Support workers have raised concerns about an “unbelievable” rise in the number of sexual crimes that have gone unsolved.
Police Scotland has admitted the number of rapes successfully detected between April and December last year fell by 30.7% compared with the same period in 2017.
And the rate of all detected sexual offences – including “sextortion”, cybercrime and grooming as well as physical assaults – has fallen by 7% as a whole.
Reports of sexual offences have also fallen by 18%.
Helen Hampton, acting manager of the Women’s Rape and Sexual Abuse Centre (WRASAC) in Dundee, suggested public confidence may be on the wane.
Speaking to Wave FM, Ms Hampton said: “I was a little bit unbelieving at first – it is shocking when you compare it with our own experience.

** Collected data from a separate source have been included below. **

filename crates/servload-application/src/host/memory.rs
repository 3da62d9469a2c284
//! In-memory module host
//!
//! Provider modules registered programmatically under absolute paths. A
//! registered module is evaluated on its first `require` and the export is
//! cached until evicted, mirroring how a file-backed host caches loaded
//! modules.

use dashmap::DashMap;
use servload_domain::error::{Error, Result};
use servload_domain::{ModuleExport, ModuleHost, ProviderConstructor, normalize_path};
use std::any::Any;
use std::path::{Path, PathBuf};
use std::sync::Arc;
use tracing::trace;

type ModuleSource = Arc<dyn Fn() -> Result<ModuleExport> + Send + Sync>;

/// Module host backed by registered module sources
#[derive(Default)]
pub struct InMemoryModuleHost {
    sources: DashMap<PathBuf, ModuleSource>,
    cache: DashMap<PathBuf, ModuleExport>,
    evaluations: DashMap<PathBuf, usize>,
}

impl InMemoryModuleHost {
    /// Create an empty host
    pub fn new() -> Self {
        Self::default()
    }

    /// Register a module evaluated by `source` on first load
    pub fn register_module<P, F>(&self, path: P, source: F)
    where
        P: AsRef<Path>,
        F: Fn() -> Result<ModuleExport> + Send + Sync + 'static,
    {
        let path = normalize_path(path.as_ref());
        self.cache.remove(&path);
        self.sources.insert(path, Arc::new(source));
    }

    /// Register a module exporting a plain value
    ///
    /// The value is shared: every load hands out the same object.
    pub fn register_value<P, T>(&self, path: P, value: T)
    where
        P: AsRef<Path>,
        T: Any + Send + Sync,
    {
        let export = ModuleExport::value(value);
        self.register_module(path, move || Ok(export.clone()));
    }

    /// Register a module exporting a zero-argument constructor
    pub fn register_constructor<P, C>(&self, path: P, constructor: C)
    where
        P: AsRef<Path>,
        C: ProviderConstructor + 'static,
    {
        let export = ModuleExport::constructor(constructor);
        self.register_module(path, move || Ok(export.clone()));
    }

    /// How many times the module at `path` has been evaluated
    pub fn evaluations(&self, path: &Path) -> usize {
        self.evaluations
            .get(&normalize_path(path))
            .map_or(0, |count| *count)
    }

    /// Number of modules currently cached
    pub fn cached_modules(&self) -> usize {
        self.cache.len()
    }
}

impl ModuleHost for InMemoryModuleHost {
    fn require(&self, path: &Path) -> Result<ModuleExport> {
        let path = normalize_path(path);
        if let Some(export) = self.cache.get(&path) {
            return Ok(export.value().clone());
        }

        let source = self
            .sources
            .get(&path)
            .map(|source| Arc::clone(source.value()))
            .ok_or_else(|| Error::module_not_found(&path))?;

        let export = source()?;
        *self.evaluations.entry(path.clone()).or_insert(0) += 1;
        trace!(path = %path.display(), "Evaluated in-memory module");

        // A concurrent load may have published first; keep that export.
        Ok(self.cache.entry(path).or_insert(export).value().clone())
    }

    fn evict(&self, path: &Path) -> bool {
        self.cache.remove(&normalize_path(path)).is_some()
    }

    fn clear(&self) {
        self.cache.clear();
    }
}
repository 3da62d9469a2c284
//! Package graph scanners

pub mod fs;

pub use fs::FsPackageScanner;
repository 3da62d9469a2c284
//! Domain Port Interfaces
//!
//! Boundary contracts between the loader and the environment it runs in.
//! The application layer drives these ports; the infrastructure layer
//! implements them against the filesystem.
//!
//! ## Organization
//!
//! - **scanner** - Enumerates installed packages and their manifests
//! - **caller** - Identifies the package responsible for a request
//! - **host** - Loads provider modules by absolute path

/// Caller identification port
pub mod caller;
/// Module loading port
pub mod host;
/// Package graph scanning port
pub mod scanner;

pub use caller::CallerIdentifier;
pub use host::{ModuleHost, ProviderConstructor};
pub use scanner::PackageGraphScanner;
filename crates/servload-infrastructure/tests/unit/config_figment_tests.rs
//! Figment configuration tests
//!
//! Environment override tests modify process environment variables and
//! must run sequentially:
//!
//! ```bash
//! cargo test -p servload-infrastructure --test unit config_figment -- --test-threads=1 --ignored
//! ```
//!
//! # Safety
//!
//! Rust 2024 requires `unsafe` for `env::set_var`/`env::remove_var`.

use servload_infrastructure::config::{AppConfig, ConfigLoader};
use servload_infrastructure::constants::{DEFAULT_MANIFEST_FILE, DEFAULT_MODULES_DIR};
use std::env;
use std::path::PathBuf;
use tempfile::TempDir;

/// Helper to set env var safely
fn set_env(key: &str, value: &str) {
    // SAFETY: Tests must run with --test-threads=1
    unsafe {
        env::set_var(key, value);
    }
}

/// Helper to remove env var safely
fn remove_env(key: &str) {
    // SAFETY: Tests must run with --test-threads=1
    unsafe {
        env::remove_var(key);
    }
}

#[test]
fn test_defaults() {
    let config = AppConfig::default();
    assert_eq!(config.scan.manifest_file, DEFAULT_MANIFEST_FILE);
    assert_eq!(config.scan.modules_dir, DEFAULT_MODULES_DIR);
    assert!(config.scan.anchor.is_none());
    assert_eq!(config.caller_identification.limit, 1);
    assert!(config.caller_identification.exclusions.is_empty());
}

#[test]
fn test_explicit_file_is_recorded() {
    let loader = ConfigLoader::new().with_config_path("/etc/servload/servload.toml");
    assert_eq!(
        loader.config_path(),
        Some(std::path::Path::new("/etc/servload/servload.toml"))
    );
}

#[test]
fn test_empty_modules_dir_is_rejected() {
    let temp = TempDir::new().unwrap();
    let path = temp.path().join("servload.toml");
    std::fs::write(&path, "[scan]\nmodules_dir = \"  \"\n").unwrap();

    let result = ConfigLoader::new()
        .with_env_prefix("SERVLOAD_FIGMENT_UNSET")
        .with_config_path(&path)
        .load();
    assert!(result.is_err());
}

#[test]
#[ignore = "requires --test-threads=1 due to env var mutations"]
fn test_env_overrides_file() {
    let temp = TempDir::new().unwrap();
    let path = temp.path().join("servload.toml");
    std::fs::write(&path, "[scan]\nmodules_dir = \"vendor\"\n").unwrap();

    set_env("SERVLOAD__SCAN__MODULES_DIR", "deps");
    set_env("SERVLOAD__SCAN__ANCHOR", "/srv/app");
    set_env("SERVLOAD__LOGGING__LEVEL", "trace");

    let config = ConfigLoader::new().with_config_path(&path).load();

    remove_env("SERVLOAD__SCAN__MODULES_DIR");
    remove_env("SERVLOAD__SCAN__ANCHOR");
    remove_env("SERVLOAD__LOGGING__LEVEL");

    let config = config.expect("Should load config");
    assert_eq!(config.scan.modules_dir, "deps");
    assert_eq!(config.scan.anchor, Some(PathBuf::from("/srv/app")));
    assert_eq!(config.logging.level, "trace");
}

#[test]
#[ignore = "requires --test-threads=1 due to env var mutations"]
fn test_single_underscore_prefix_not_loaded() {
    set_env("SERVLOAD_SCAN__MODULES_DIR", "ignored");
    let config = ConfigLoader::new()
        .with_config_path("/nonexistent/servload.toml")
        .load();
    remove_env("SERVLOAD_SCAN__MODULES_DIR");

    assert_eq!(config.unwrap().scan.modules_dir, DEFAULT_MODULES_DIR);
}

#[test]
#[ignore = "requires --test-threads=1 due to env var mutations"]
fn test_invalid_env_level_fails_fast() {
    set_env("SERVLOAD__LOGGING__LEVEL", "chatty");
    let result = ConfigLoader::new()
        .with_config_path("/nonexistent/servload.toml")
        .load();
    remove_env("SERVLOAD__LOGGING__LEVEL");

    assert!(result.is_err());
}
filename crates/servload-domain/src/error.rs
//! Error handling types

use std::path::{Path, PathBuf};
use thiserror::Error;

/// Result type alias for operations that can fail
pub type Result<T> = std::result::Result<T, Error>;

/// Main error type for servload
#[derive(Error, Debug)]
pub enum Error {
    /// Invalid argument provided to a function
    #[error("Invalid argument: {message}")]
    InvalidArgument {
        /// Description of the invalid argument
        message: String,
    },

    /// No provider module exists at the requested path
    #[error("Module not found: {}{}", path.display(), detail_suffix(detail.as_deref()))]
    ModuleNotFound {
        /// Absolute path that was requested
        path: PathBuf,
        /// Optional extra detail (e.g. unknown registry name)
        detail: Option<String>,
    },

    /// A provider module exists but could not be read or parsed
    #[error("Failed to load module {}: {message}", path.display())]
    ModuleParse {
        /// Absolute path of the module
        path: PathBuf,
        /// Description of the parse failure
        message: String,
        /// Optional source error
        #[source]
        source: Option<Box<dyn std::error::Error + Send + Sync>>,
    },

    /// A constructible provider failed while being instantiated
    #[error("Failed to construct provider from {}: {message}", path.display())]
    ProviderConstruction {
        /// Absolute path of the module exporting the constructor
        path: PathBuf,
        /// Description of the failure
        message: String,
    },

    /// Package graph scanning failed
    #[error("Package scan error: {message}")]
    Scan {
        /// Description of the scan failure
        message: String,
        /// Optional source error
        #[source]
        source: Option<Box<dyn std::error::Error + Send + Sync>>,
    },

    /// I/O operation error
    #[error("I/O error: {message}")]
    Io {
        /// Description of the I/O error
        message: String,
        /// Optional source error
        #[source]
        source: Option<Box<dyn std::error::Error + Send + Sync>>,
    },

    /// Configuration-related error
    #[error("Configuration error: {message}")]
    Configuration {
        /// Description of the configuration error
        message: String,
        /// Optional source error
        #[source]
        source: Option<Box<dyn std::error::Error + Send + Sync>>,
    },
}

fn detail_suffix(detail: Option<&str>) -> String {
    detail.map(|detail| format!(" ({detail})")).unwrap_or_default()
}

// Basic error creation methods
impl Error {
    /// Create an invalid argument error
    pub fn invalid_argument<S: Into<String>>(message: S) -> Self {
        Self::InvalidArgument {
            message: message.into(),
        }
    }

    /// Create a scan error with source
    pub fn scan_with_source<S: Into<String>, E: std::error::Error + Send + Sync + 'static>(
        message: S,
        source: E,
    ) -> Self {
        Self::Scan {
            message: message.into(),
            source: Some(Box::new(source)),
        }
    }
}

// Provider module error creation methods
impl Error {
    /// Create a module not found error
    pub fn module_not_found<P: AsRef<Path>>(path: P) -> Self {
        Self::ModuleNotFound {
            path: path.as_ref().to_path_buf(),
            detail: None,
        }
    }

    /// Create a module not found error with extra detail
    pub fn module_not_found_with_detail<P: AsRef<Path>, S: Into<String>>(
        path: P,
        detail: S,
    ) -> Self {
        Self::ModuleNotFound {
            path: path.as_ref().to_path_buf(),
            detail: Some(detail.into()),
        }
    }

    /// Create a module parse error
    pub fn module_parse<P: AsRef<Path>, S: Into<String>>(path: P, message: S) -> Self {
        Self::ModuleParse {
            path: path.as_ref().to_path_buf(),
            message: message.into(),
            source: None,
        }
    }

    /// Create a module parse error with source
    pub fn module_parse_with_source<
        P: AsRef<Path>,
        S: Into<String>,
        E: std::error::Error + Send + Sync + 'static,
    >(
        path: P,
        message: S,
        source: E,
    ) -> Self {
        Self::ModuleParse {
            path: path.as_ref().to_path_buf(),
            message: message.into(),
            source: Some(Box::new(source)),
        }
    }

    /// Create a provider construction error
    pub fn provider_construction<P: AsRef<Path>, S: Into<String>>(path: P, message: S) -> Self {
        Self::ProviderConstruction {
            path: path.as_ref().to_path_buf(),
            message: message.into(),
        }
    }

    /// Whether this error was raised while loading a provider module
    pub fn is_provider_load_failure(&self) -> bool {
        matches!(
            self,
            Self::ModuleNotFound { .. }
                | Self::ModuleParse { .. }
                | Self::ProviderConstruction { .. }
        )
    }
}

// I/O and configuration error creation methods
impl Error {
    /// Create an I/O error with source
    pub fn io_with_source<S: Into<String>, E: std::error::Error + Send + Sync + 'static>(
        message: S,
        source: E,
    ) -> Self {
        Self::Io {
            message: message.into(),
            source: Some(Box::new(source)),
        }
    }

    /// Create a configuration error
    pub fn configuration<S: Into<String>>(message: S) -> Self {
        Self::Configuration {
            message: message.into(),
            source: None,
        }
    }

    /// Create a configuration error with source
    pub fn configuration_with_source<
        S: Into<String>,
        E: std::error::Error + Send + Sync + 'static,
    >(
        message: S,
        source: E,
    ) -> Self {
        Self::Configuration {
            message: message.into(),
            source: Some(Box::new(source)),
        }
    }
}
//! # servload infrastructure layer
//!
//! Filesystem-backed collaborators for the loader plus the ambient stack:
//!
//! | Module | Description |
//! |--------|-------------|
//! | [`scanner`] | Package graph scanning over installed package trees |
//! | [`host`] | Provider module loading from JSON/TOML documents |
//! | [`caller`] | Explicit per-thread caller frames |
//! | [`config`] | Figment-based configuration loading |
//! | [`logging`] | Tracing subscriber setup |
//! | [`bootstrap`] | Environment composition root |

pub mod bootstrap;
pub mod caller;
pub mod config;
pub mod constants;
pub mod error_ext;
pub mod host;
pub mod logging;
pub mod scanner;

pub use bootstrap::build_environment;
pub use caller::{CallFrame, CallerContext, FrameGuard};
pub use config::{AppConfig, ConfigLoader, LoggingConfig, ScanConfig};
pub use error_ext::ErrorContext;
pub use host::FileModuleHost;
pub use scanner::FsPackageScanner;
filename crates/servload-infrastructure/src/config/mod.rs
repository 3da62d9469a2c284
//! Configuration
//!
//! Typed configuration records and the figment-based loader that merges
//! defaults, a TOML file and `SERVLOAD__` environment variables.

pub mod loader;
pub mod types;

pub use loader::ConfigLoader;
pub use types::{AppConfig, LoggingConfig, ScanConfig};
//! servload - Entry Point
//!
//! Inspect what the loader sees from a location on disk.
//!
//! | Command | Description |
//! |---------|-------------|
//! | `servload list <service>` | Resolved provider paths for a service |
//! | `servload scan` | Installed packages and their declared services |

use anyhow::Context;
use clap::{Parser, Subcommand};
use servload::domain::ScanRequest;
use servload::infrastructure::bootstrap::{anchor_package_name, build_environment, default_options};
use servload::infrastructure::constants::CLI_MODULE_NAME;
use servload::infrastructure::logging::init_logging;
use servload::infrastructure::{AppConfig, CallerContext, ConfigLoader};
use servload::{LoaderTarget, ServiceLoader};
use std::path::PathBuf;

/// Command line interface for servload
#[derive(Parser, Debug)]
#[command(name = "servload")]
#[command(about = "Discover service providers declared in installed package manifests")]
#[command(version)]
pub struct Cli {
    /// Path to configuration file
    #[arg(short, long, global = true)]
    pub config: Option<PathBuf>,

    /// Directory to scan from (defaults to the configured anchor)
    #[arg(short, long, global = true)]
    pub anchor: Option<PathBuf>,

    #[command(subcommand)]
    pub command: Command,
}

/// Subcommands
#[derive(Subcommand, Debug)]
pub enum Command {
    /// List the providers of a service
    List {
        /// Service name
        service: String,

        /// Owning package (defaults to the package enclosing the anchor)
        #[arg(short, long)]
        package: Option<String>,
    },

    /// List installed packages and the services they declare
    Scan,
}

fn load_config(cli: &Cli) -> anyhow::Result<AppConfig> {
    let mut loader = ConfigLoader::new();
    if let Some(path) = &cli.config {
        loader = loader.with_config_path(path);
    }
    let mut config = loader.load().context("Failed to load configuration")?;
    if let Some(anchor) = &cli.anchor {
        config.scan.anchor = Some(anchor.clone());
    }
    Ok(config)
}

fn list(config: &AppConfig, service: String, package: Option<String>) -> anyhow::Result<()> {
    let env = build_environment(config)?;

    // Without an explicit package the CLI speaks for the package it runs in.
    let _frame = match package {
        Some(_) => None,
        None => {
            let owner = anchor_package_name(&env)?
                .context("No package encloses the anchor; pass --package")?;
            Some(CallerContext::enter(CLI_MODULE_NAME, owner))
        }
    };

    let target = LoaderTarget {
        package_name: package,
        options: default_options(config),
    };
    let loader = ServiceLoader::new(env, service, target)?;
    let providers = loader.providers()?;

    for entry in providers.entries() {
        println!("{}\t{}", entry.path.display(), entry.provider.type_name());
    }
    Ok(())
}

fn scan(config: &AppConfig) -> anyhow::Result<()> {
    let env = build_environment(config)?;
    let packages = env.scanner().scan(&ScanRequest::new(env.anchor()))?;

    for package in packages {
        println!("{}\t{}", package.name, package.directory.display());
        if let Some(services) = &package.services {
            for (owner, service, declaration) in services.iter() {
                println!("  {owner}/{service}\t{}", declaration.path());
            }
        }
    }
    Ok(())
}

fn main() -> anyhow::Result<()> {
    let cli = Cli::parse();
    let config = load_config(&cli)?;
    init_logging(&config.logging)?;

    match cli.command {
        Command::List { service, package } => list(&config, service, package),
        Command::Scan => scan(&config),
    }
}
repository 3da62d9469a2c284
//! Logging configuration types

use crate::constants::DEFAULT_LOG_LEVEL;
use serde::{Deserialize, Serialize};
use std::path::PathBuf;

/// Logging configuration
#[derive(Debug, Clone, PartialEq, Eq, Serialize, Deserialize)]
#[serde(default)]
pub struct LoggingConfig {
    /// Log level (trace, debug, info, warn, error)
    pub level: String,

    /// Enable JSON output format
    pub json_format: bool,

    /// Log to a daily rolling file in addition to stderr
    pub file_output: Option<PathBuf>,
}

impl Default for LoggingConfig {
    fn default() -> Self {
        Self {
            level: DEFAULT_LOG_LEVEL.to_string(),
            json_format: false,
            file_output: None,
        }
    }
}
//! Error extension tests

use servload_domain::error::Error;
use servload_infrastructure::error_ext::ErrorContext;
use std::io;
use std::path::Path;

fn io_failure() -> Result<(), io::Error> {
    Err(io::Error::new(io::ErrorKind::PermissionDenied, "denied"))
}

#[test]
fn test_with_context_maps_to_scan_error() {
    let err = io_failure().with_context(|| "Listing modules").unwrap_err();
    match err {
        Error::Scan { message, source } => {
            assert_eq!(message, "Listing modules: denied");
            assert!(source.is_some());
        }
        other => panic!("Expected Scan, got {other:?}"),
    }
}

#[test]
fn test_with_context_is_lazy() {
    assert!(
        Ok::<_, io::Error>(1)
            .with_context(|| -> String { panic!("context built on success") })
            .is_ok()
    );
    let err = io_failure()
        .with_context(|| format!("Reading {}", "pkg"))
        .unwrap_err();
    assert!(err.to_string().contains("Reading pkg: denied"));
}

#[test]
fn test_io_and_config_context() {
    assert!(matches!(
        io_failure().io_context("Writing file").unwrap_err(),
        Error::Io { .. }
    ));
    assert!(matches!(
        io_failure().config_context("Loading config").unwrap_err(),
        Error::Configuration { .. }
    ));
}

#[test]
fn test_module_context_records_path() {
    let err = serde_json::from_str::<serde_json::Value>("{")
        .module_context("/pkg/provider.json", "invalid JSON")
        .unwrap_err();
    match err {
        Error::ModuleParse { path, message, .. } => {
            assert_eq!(path, Path::new("/pkg/provider.json"));
            assert!(message.starts_with("invalid JSON: "));
        }
        other => panic!("Expected ModuleParse, got {other:?}"),
    }
}
//! Provider loading policy
//!
//! Constructor exports are instantiated with zero arguments on every call;
//! value exports are handed out unchanged. Host and constructor errors are
//! returned as-is.

use servload_domain::error::Result;
use servload_domain::{ModuleExport, ModuleHost, ProviderInstance};
use std::path::Path;
use tracing::trace;

/// Load the provider declared at `path`
pub fn load_provider(host: &dyn ModuleHost, path: &Path) -> Result<ProviderInstance> {
    match host.require(path)? {
        ModuleExport::Constructor(constructor) => {
            trace!(
                path = %path.display(),
                constructor = constructor.type_name(),
                "Instantiating provider"
            );
            constructor.construct()
        }
        ModuleExport::Value(value) => {
            trace!(path = %path.display(), "Using exported provider value");
            Ok(value)
        }
    }
}
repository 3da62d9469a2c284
//! Service Loader
//!
//! A [`ServiceLoader`] is bound to one `(service name, package name)` pair.
//! Construction does no I/O. The first time providers are requested the
//! loader scans the package graph, collects every manifest declaration of
//! its service under its package, loads each distinct provider path once and
//! caches the ordered result. Later requests replay the cache, so the same
//! declaration always yields the same provider object until [`reload`] is
//! called.
//!
//! ## Example
//!
//! ```ignore
//! use servload_application::loader::{LoaderEnvironment, ServiceLoader};
//!
//! let loader = ServiceLoader::new(env, "formatter", "log-core")?;
//! for provider in loader.iter()? {
//!     if let Some(formatter) = provider.downcast::<JsonFormatter>() {
//!         formatter.format(&record);
//!     }
//! }
//! ```
//!
//! ## Concurrency
//!
//! The cache is published with an atomic swap. Two threads hitting an
//! unresolved loader at the same time may both run a resolution pass; each
//! builds its own set and the last one stored wins.
//!
//! [`reload`]: ServiceLoader::reload

pub mod environment;
pub mod instantiate;
pub mod resolve;
pub mod target;

pub use environment::LoaderEnvironment;
pub use instantiate::load_provider;
pub use resolve::resolve_providers;
pub use target::LoaderTarget;

use arc_swap::ArcSwapOption;
use servload_domain::constants::{MISSING_SERVICE_MESSAGE, UNRESOLVED_PACKAGE_MESSAGE};
use servload_domain::error::{Error, Result};
use servload_domain::{LoaderOptions, ProviderEntry, ProviderIter, ProviderSet};
use std::fmt;
use std::sync::Arc;
use tracing::debug;

/// Discovers, loads and caches the providers of one service
pub struct ServiceLoader {
    service_name: String,
    package_name: String,
    options: LoaderOptions,
    env: LoaderEnvironment,
    cache: ArcSwapOption<ProviderSet>,
}

impl ServiceLoader {
    /// Create a loader for `service_name`
    ///
    /// `target` is the owning package name, the options, both, or neither
    /// (see [`LoaderTarget`]). Without a package name the environment's
    /// caller identifier supplies one.
    pub fn new<S, T>(env: LoaderEnvironment, service_name: S, target: T) -> Result<Self>
    where
        S: Into<String>,
        T: Into<LoaderTarget>,
    {
        let service_name = service_name.into();
        if service_name.trim().is_empty() {
            return Err(Error::invalid_argument(MISSING_SERVICE_MESSAGE));
        }

        let LoaderTarget {
            package_name,
            options,
        } = target.into();
        let options = options.normalized();
        let package_name = match package_name {
            Some(package_name) => package_name,
            None => Self::calling_package(&env, &options)?,
        };

        Ok(Self {
            service_name,
            package_name,
            options,
            env,
            cache: ArcSwapOption::empty(),
        })
    }

    fn calling_package(env: &LoaderEnvironment, options: &LoaderOptions) -> Result<String> {
        env.caller_identifier()
            .identify(&options.caller_identification)
            .into_iter()
            .next()
            .and_then(|caller| caller.package_name)
            .filter(|package_name| !package_name.trim().is_empty())
            .ok_or_else(|| Error::invalid_argument(UNRESOLVED_PACKAGE_MESSAGE))
    }

    /// Bound service name
    pub fn service_name(&self) -> &str {
        &self.service_name
    }

    /// Bound owning package name
    pub fn package_name(&self) -> &str {
        &self.package_name
    }

    /// Normalized options
    pub fn options(&self) -> &LoaderOptions {
        &self.options
    }

    /// Environment the loader resolves against
    pub fn environment(&self) -> &LoaderEnvironment {
        &self.env
    }

    /// Whether a resolved provider set is cached
    pub fn is_resolved(&self) -> bool {
        self.cache.load().is_some()
    }

    /// The resolved providers, resolving on first use
    ///
    /// A failed pass leaves the cache empty, so the next call retries.
    pub fn providers(&self) -> Result<Arc<ProviderSet>> {
        if let Some(cached) = self.cache.load_full() {
            return Ok(cached);
        }

        let resolved = Arc::new(resolve_providers(
            &self.env,
            &self.options,
            &self.package_name,
            &self.service_name,
        )?);
        self.cache.store(Some(Arc::clone(&resolved)));
        Ok(resolved)
    }

    /// Iterate over the providers in discovery order
    pub fn iter(&self) -> Result<ProviderIter> {
        self.providers().map(ProviderIter::new)
    }

    /// `(path, provider)` pairs in discovery order
    pub fn entries(&self) -> Result<Vec<ProviderEntry>> {
        Ok(self.providers()?.entries().to_vec())
    }

    /// Forget the resolved providers
    ///
    /// Instances already handed out are untouched, as is the module host's
    /// own cache. The next request runs a fresh resolution pass.
    pub fn reload(&self) {
        if self.cache.swap(None).is_some() {
            debug!(service = %self.service_name, "Provider cache cleared");
        }
    }
}

impl fmt::Display for ServiceLoader {
    fn fmt(&self, f: &mut fmt::Formatter<'_>) -> fmt::Result {
        write!(f, "ServiceLoader[{}]", self.service_name)
    }
}

impl fmt::Debug for ServiceLoader {
    fn fmt(&self, f: &mut fmt::Formatter<'_>) -> fmt::Result {
        f.debug_struct("ServiceLoader")
            .field("service_name", &self.service_name)
            .field("package_name", &self.package_name)
            .field("options", &self.options)
            .field("resolved", &self.is_resolved())
            .finish_non_exhaustive()
    }
}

We’re seeing increasing numbers of referrals to our organisation over the years and I don’t think it has ever gone down.”
In the three months between October and December last year, WRASAC supported 59 people, rising to 82 between January and March this year.
Ms Hampton added: “This may indicate that people are becoming less confident.
“Certainly some of the stories recently around the not proven verdict can leave women feeling very unconfident in the justice system and feeling that it’s hardly worth reporting the crime.
“The forensic process and examinations are really traumatising and that might put people off going through that process.
“I would hope that, given there is such a massive drop in detection, the police may do their own investigation.
“Seeing such a drop would have alarm bells ringing, I think.”
The figures were published by Police Scotland in a report given to Dundee’s community safety and public protection committee on Monday night.
Chief Superintendent Andrew Todd told concerned councillors: “This doesn’t indicate whether this is a good or a bad thing.
“Members will know that the numbers themselves don’t necessarily tell the true story.”
He added: “The detectable rate is lower than we expected.”
Detective Inspector Paul Boath, who has worked with victims of sexual abuse, revealed more than half of serious sexual offences reported were historical, making detection harder.
He said: “A large part of what we do is proactive, so if we become aware of someone that may have offended we will try to target perpetrators.
“People are gaining confidence in the police but this is an ever-changing area, more recently so. 55% of our serious offences are non-recent, happening more than 12 months ago.
“That can have an effect in terms of forensics and in the longer term those involved could be deceased.”
DI Boath added that social media companies can take up to a year to provide requested data, creating another obstacle when tackling cybercrime.
Councillor Alan Ross, convener of the committee, said: “We’ve known for some time about historic cases and we always encourage victims of historical abuse to come forward.”
But Lochee Labour councillor Charlie Malone called for further reassurance from the police that survivors are confident in coming forward.
He said: “I’m trying to get my head around this. What we’ve got to be reassured about is whether there are sufficient resources going into this.”
Ch Supt Todd said he will respond to Mr Malone’s concerns in due course.